[Start of Attachment]

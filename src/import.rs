//! Bulk import of an emoji dataset
//!
//! The dataset is a JSON object keyed by glyph:
//!
//! ```json
//! { "😀": { "short_name": "grinning face", "group": "Smileys & Emotion",
//!           "subgroup": "face-smiling", "keywords": ["face", "grin"] } }
//! ```
//!
//! Import rebuilds the schema from scratch, so it must not run against a
//! store that is in use.

use std::collections::HashMap;
use std::path::Path;
use rusqlite::{Connection, params};
use serde::Deserialize;
use crate::{Error, Result};
use crate::storage::schema;

/// One dataset entry; the glyph is the map key
#[derive(Debug, Clone, Default, PartialEq, Eq, Deserialize)]
pub struct DatasetEntry {
    #[serde(default)]
    pub short_name: Option<String>,
    #[serde(default)]
    pub group: Option<String>,
    #[serde(default)]
    pub subgroup: Option<String>,
    #[serde(default)]
    pub keywords: Vec<String>,
}

/// Dataset entries keyed by glyph, in file order.
///
/// Import assigns surrogate ids in this order.
#[derive(Debug, Clone, Default, PartialEq, Eq)]
pub struct Dataset {
    entries: Vec<(String, DatasetEntry)>,
}

impl Dataset {
    pub fn new() -> Self {
        Self::default()
    }

    /// Append `entry`, or replace the entry already stored for `unicode`
    pub fn insert(&mut self, unicode: String, entry: DatasetEntry) {
        match self.entries.iter_mut().find(|(u, _)| *u == unicode) {
            Some((_, existing)) => *existing = entry,
            None => self.entries.push((unicode, entry)),
        }
    }

    pub fn get(&self, unicode: &str) -> Option<&DatasetEntry> {
        self.entries.iter().find(|(u, _)| u == unicode).map(|(_, e)| e)
    }

    pub fn len(&self) -> usize {
        self.entries.len()
    }

    pub fn is_empty(&self) -> bool {
        self.entries.is_empty()
    }

    pub fn iter(&self) -> impl Iterator<Item = (&str, &DatasetEntry)> {
        self.entries.iter().map(|(u, e)| (u.as_str(), e))
    }
}

/// Counts of rows written by an import
#[derive(Debug, Clone, Copy, Default, PartialEq, Eq, serde::Serialize)]
pub struct ImportStats {
    pub emojis: usize,
    pub keywords: usize,
    pub associations: usize,
}

impl std::fmt::Display for ImportStats {
    fn fmt(&self, f: &mut std::fmt::Formatter<'_>) -> std::fmt::Result {
        write!(
            f,
            "{} emojis, {} keywords, {} associations",
            self.emojis, self.keywords, self.associations
        )
    }
}

/// Parse a dataset file
pub fn load_dataset(path: &Path) -> Result<Dataset> {
    let contents = std::fs::read_to_string(path)?;
    parse_dataset(&contents)
}

pub fn parse_dataset(json: &str) -> Result<Dataset> {
    // serde_json's `preserve_order` keeps the object in file order
    let object: serde_json::Map<String, serde_json::Value> = serde_json::from_str(json)?;
    let mut dataset = Dataset::new();
    for (unicode, value) in object {
        dataset.entries.push((unicode, serde_json::from_value(value)?));
    }
    if dataset.is_empty() {
        return Err(Error::Import("dataset contains no emojis".into()));
    }
    Ok(dataset)
}

/// Drop and recreate every table, then load `dataset` in one transaction.
///
/// Keywords are interned; each emoji's short name is associated as a
/// keyword even if the dataset does not list it.
pub fn import_dataset(conn: &mut Connection, dataset: &Dataset) -> Result<ImportStats> {
    let tx = conn.transaction()?;

    for stmt in schema::drop_statements() {
        tx.execute(&stmt, [])?;
    }
    for stmt in schema::all_schema_statements() {
        tx.execute(stmt, [])?;
    }

    let mut stats = ImportStats::default();
    {
        let mut insert_emoji = tx.prepare(
            "INSERT INTO emojis (unicode, short_name, group_name, subgroup) VALUES (?1, ?2, ?3, ?4)",
        )?;
        let mut insert_keyword = tx.prepare("INSERT INTO keywords (keyword) VALUES (?1)")?;
        let mut associate = tx.prepare(
            "INSERT OR IGNORE INTO emoji_keywords (emoji_id, keyword_id) VALUES (?1, ?2)",
        )?;
        let mut interned: HashMap<String, i64> = HashMap::new();

        for (unicode, entry) in dataset.iter() {
            let short_name = entry.short_name.as_deref().unwrap_or("");
            insert_emoji.execute(params![unicode, short_name, entry.group, entry.subgroup])?;
            let emoji_id = tx.last_insert_rowid();
            stats.emojis += 1;

            for keyword in entry_keywords(entry) {
                let keyword_id = match interned.get(keyword) {
                    Some(id) => *id,
                    None => {
                        insert_keyword.execute([keyword])?;
                        let id = tx.last_insert_rowid();
                        interned.insert(keyword.to_string(), id);
                        id
                    }
                };
                stats.associations += associate.execute(params![emoji_id, keyword_id])?;
            }

            if stats.emojis % 500 == 0 {
                tracing::debug!("Imported {} emojis", stats.emojis);
            }
        }
        stats.keywords = interned.len();
    }

    tx.commit()?;
    tracing::info!("Import complete: {}", stats);
    Ok(stats)
}

/// Dataset keywords followed by the short name when missing; blanks skipped
fn entry_keywords(entry: &DatasetEntry) -> Vec<&str> {
    let mut keywords: Vec<&str> = entry
        .keywords
        .iter()
        .map(String::as_str)
        .filter(|k| !k.is_empty())
        .collect();
    if let Some(name) = entry.short_name.as_deref().filter(|n| !n.is_empty()) {
        if !keywords.contains(&name) {
            keywords.push(name);
        }
    }
    keywords
}

#[cfg(test)]
mod tests {
    use super::*;
    use crate::storage::EmojiStore;
    use crate::test_support::sample_dataset;

    #[test]
    fn test_parse_dataset() {
        let json = r#"{
            "😀": {"short_name": "grinning face", "group": "Smileys", "subgroup": "face-smiling", "keywords": ["face", "grin"]},
            "🫠": {"short_name": "melting face"}
        }"#;
        let dataset = parse_dataset(json).unwrap();

        assert_eq!(dataset.len(), 2);
        assert_eq!(dataset.get("😀").unwrap().keywords, vec!["face", "grin"]);
        assert_eq!(dataset.get("🫠").unwrap().group, None);
        assert!(dataset.get("🫠").unwrap().keywords.is_empty());
    }

    #[test]
    fn test_import_assigns_ids_in_file_order() {
        let json = r#"{
            "🚗": {"short_name": "automobile"},
            "😀": {"short_name": "grinning face"},
            "🍎": {"short_name": "red apple"}
        }"#;
        let dataset = parse_dataset(json).unwrap();
        let glyphs: Vec<&str> = dataset.iter().map(|(u, _)| u).collect();
        assert_eq!(glyphs, vec!["🚗", "😀", "🍎"]);

        let store = EmojiStore::open_in_memory().unwrap();
        store.with_conn(|c| import_dataset(c, &dataset)).unwrap();
        let ids: Vec<i64> = ["🚗", "😀", "🍎"]
            .iter()
            .map(|g| crate::test_support::id_of(&store, g))
            .collect();
        assert!(ids[0] < ids[1] && ids[1] < ids[2]);
    }

    #[test]
    fn test_parse_rejects_empty_and_malformed() {
        assert!(matches!(parse_dataset("{}"), Err(Error::Import(_))));
        assert!(matches!(parse_dataset("[1, 2]"), Err(Error::Json(_))));
    }

    #[test]
    fn test_import_interns_keywords() {
        let store = EmojiStore::open_in_memory().unwrap();
        let stats = store
            .with_conn(|c| import_dataset(c, &sample_dataset()))
            .unwrap();

        assert_eq!(stats.emojis, 5);
        // "cat" and "smile" are shared between entries
        assert_eq!(stats.keywords, 13);
        assert_eq!(stats.associations, 15);
        assert_eq!(store.stats().unwrap().keywords, 13);
    }

    #[test]
    fn test_import_adds_short_name_keyword_once() {
        let mut dataset = Dataset::new();
        dataset.insert(
            "🐱".into(),
            DatasetEntry {
                short_name: Some("cat".into()),
                keywords: vec!["cat".into(), "".into(), "pet".into()],
                ..Default::default()
            },
        );
        assert_eq!(entry_keywords(dataset.get("🐱").unwrap()), vec!["cat", "pet"]);

        let store = EmojiStore::open_in_memory().unwrap();
        let stats = store.with_conn(|c| import_dataset(c, &dataset)).unwrap();
        assert_eq!(stats.associations, 2);
    }

    #[test]
    fn test_reimport_replaces_everything() {
        let store = crate::test_support::seeded_store();
        let id = crate::test_support::id_of(&store, "😀");
        crate::mutation::MutationEngine::new(&store).add_favorite(id).unwrap();

        let mut dataset = Dataset::new();
        dataset.insert("🍎".into(), crate::test_support::entry("red apple", "Food", "fruit", &["apple"]));
        store.with_conn(|c| import_dataset(c, &dataset)).unwrap();

        let stats = store.stats().unwrap();
        assert_eq!(stats.emojis, 1);
        assert_eq!(stats.keywords, 2);
        assert_eq!(stats.favorites, 0);
    }

    #[test]
    fn test_load_dataset_from_file() {
        let dir = tempfile::tempdir().unwrap();
        let path = dir.path().join("emoji.json");
        std::fs::write(&path, r#"{"🚗": {"short_name": "automobile", "keywords": ["car"]}}"#).unwrap();

        let dataset = load_dataset(&path).unwrap();
        assert_eq!(dataset.get("🚗").unwrap().short_name.as_deref(), Some("automobile"));
        assert!(matches!(load_dataset(&dir.path().join("missing.json")), Err(Error::Io(_))));
    }
}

[End of Attachment]

_Task item_. Please find all lines of the entries that hold the string "ImportStats" and copy them.

_Response to the task_.
pub struct ImportStats {
impl std::fmt::Display for ImportStats {
pub fn import_dataset(conn: &mut Connection, dataset: &Dataset) -> Result<ImportStats> {
    let mut stats = ImportStats::default();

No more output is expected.